PROBLEM DESCRIPTION =>
Every record must appear in the answer exactly as it stands.

PROVIDED ENTRIES =>
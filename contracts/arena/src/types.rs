use soroban_sdk::{contracttype, Address, String};

/// Arena-wide configuration, written once by the constructor.
#[contracttype]
#[derive(Clone, Debug, Eq, PartialEq)]
pub struct ArenaConfig {
    /// Can run storage migrations
    pub admin: Address,
    /// Token contract every vote is denominated in
    pub token: Address,
    /// Receives the arena fee
    pub treasury: Address,
    pub arena_fee_bps: u32,
    /// Smallest accepted vote, in token base units
    pub min_vote_amount: i128,
}

/// Caller-supplied parameters for a new topic.
#[contracttype]
#[derive(Clone, Debug, Eq, PartialEq)]
pub struct TopicParams {
    pub treasury: Address,
    pub topic_fee_bps: u32,
    /// Slice of each vote paid out to existing shareholders of the choice
    pub contributor_fee_bps: u32,
    /// Cycle length in seconds
    pub cycle_duration: u64,
    /// Unix timestamp of cycle 0
    pub start_time: u64,
    pub metadata: String,
}

#[contracttype]
#[derive(Clone, Debug, Eq, PartialEq)]
pub struct Topic {
    pub id: u32,
    pub creator: Address,
    pub treasury: Address,
    pub topic_fee_bps: u32,
    pub contributor_fee_bps: u32,
    pub cycle_duration: u64,
    pub start_time: u64,
    pub metadata: String,
    /// Number of choices created under this topic; also the next choice id
    pub choice_count: u32,
}

/// Caller-supplied parameters for a new choice.
#[contracttype]
#[derive(Clone, Debug, Eq, PartialEq)]
pub struct ChoiceParams {
    pub treasury: Address,
    pub fee_bps: u32,
    pub description: String,
    pub metadata: String,
}

#[contracttype]
#[derive(Clone, Debug, Eq, PartialEq)]
pub struct Choice {
    pub id: u32,
    pub topic_id: u32,
    pub treasury: Address,
    pub fee_bps: u32,
    pub description: String,
    pub metadata: String,
}

/// Tokens and shares of a position or a whole choice at the current cycle.
#[contracttype]
#[derive(Clone, Debug, Eq, PartialEq)]
pub struct PositionSnapshot {
    pub tokens: i128,
    pub shares: i128,
}
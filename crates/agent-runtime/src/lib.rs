//! # agent-runtime
//!
//! Runtime providers for the sales agent system.
//!
//! ## Providers
//!
//! - **Ollama** (default): Local LLM inference via Ollama
//!
//! ## Usage
//!
//! ```rust,ignore
//! use agent_runtime::OllamaProvider;
//!
//! let provider = Arc::new(OllamaProvider::from_env());
//! let agent = Agent::with_defaults(provider, tools);
//! ```

#[cfg(feature = "ollama")]
pub mod ollama;

#[cfg(feature = "ollama")]
pub use ollama::OllamaProvider;

// Re-export core types for convenience
pub use agent_core::{Agent, AgentError, Conversation, LlmProvider, Result, Role, Tool, ToolRegistry, Turn};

YOUR SOLUTION =>
filename contracts/arena/src/types.rs
use soroban_sdk::{contracttype, Address, String};

/// Arena-wide configuration, written once by the constructor.
#[contracttype]
#[derive(Clone, Debug, Eq, PartialEq)]
pub struct ArenaConfig {
    /// Can run storage migrations
    pub admin: Address,
    /// Token contract every vote is denominated in
    pub token: Address,
    /// Receives the arena fee
    pub treasury: Address,
    pub arena_fee_bps: u32,
    /// Smallest accepted vote, in token base units
    pub min_vote_amount: i128,
}

/// Caller-supplied parameters for a new topic.
#[contracttype]
#[derive(Clone, Debug, Eq, PartialEq)]
pub struct TopicParams {
    pub treasury: Address,
    pub topic_fee_bps: u32,
    /// Slice of each vote paid out to existing shareholders of the choice
    pub contributor_fee_bps: u32,
    /// Cycle length in seconds
    pub cycle_duration: u64,
    /// Unix timestamp of cycle 0
    pub start_time: u64,
    pub metadata: String,
}

#[contracttype]
#[derive(Clone, Debug, Eq, PartialEq)]
pub struct Topic {
    pub id: u32,
    pub creator: Address,
    pub treasury: Address,
    pub topic_fee_bps: u32,
    pub contributor_fee_bps: u32,
    pub cycle_duration: u64,
    pub start_time: u64,
    pub metadata: String,
    /// Number of choices created under this topic; also the next choice id
    pub choice_count: u32,
}

/// Caller-supplied parameters for a new choice.
#[contracttype]
#[derive(Clone, Debug, Eq, PartialEq)]
pub struct ChoiceParams {
    pub treasury: Address,
    pub fee_bps: u32,
    pub description: String,
    pub metadata: String,
}

#[contracttype]
#[derive(Clone, Debug, Eq, PartialEq)]
pub struct Choice {
    pub id: u32,
    pub topic_id: u32,
    pub treasury: Address,
    pub fee_bps: u32,
    pub description: String,
    pub metadata: String,
}

/// Tokens and shares of a position or a whole choice at the current cycle.
#[contracttype]
#[derive(Clone, Debug, Eq, PartialEq)]
pub struct PositionSnapshot {
    pub tokens: i128,
    pub shares: i128,
}
filename crates/agent-runtime/src/lib.rs
//! # agent-runtime
//!
//! Runtime providers for the sales agent system.
//!
//! ## Providers
//!
//! - **Ollama** (default): Local LLM inference via Ollama
//!
//! ## Usage
//!
//! ```rust,ignore
//! use agent_runtime::OllamaProvider;
//!
//! let provider = Arc::new(OllamaProvider::from_env());
//! let agent = Agent::with_defaults(provider, tools);
//! ```

#[cfg(feature = "ollama")]
pub mod ollama;

#[cfg(feature = "ollama")]
pub use ollama::OllamaProvider;

// Re-export core types for convenience
pub use agent_core::{Agent, AgentError, Conversation, LlmProvider, Result, Role, Tool, ToolRegistry, Turn};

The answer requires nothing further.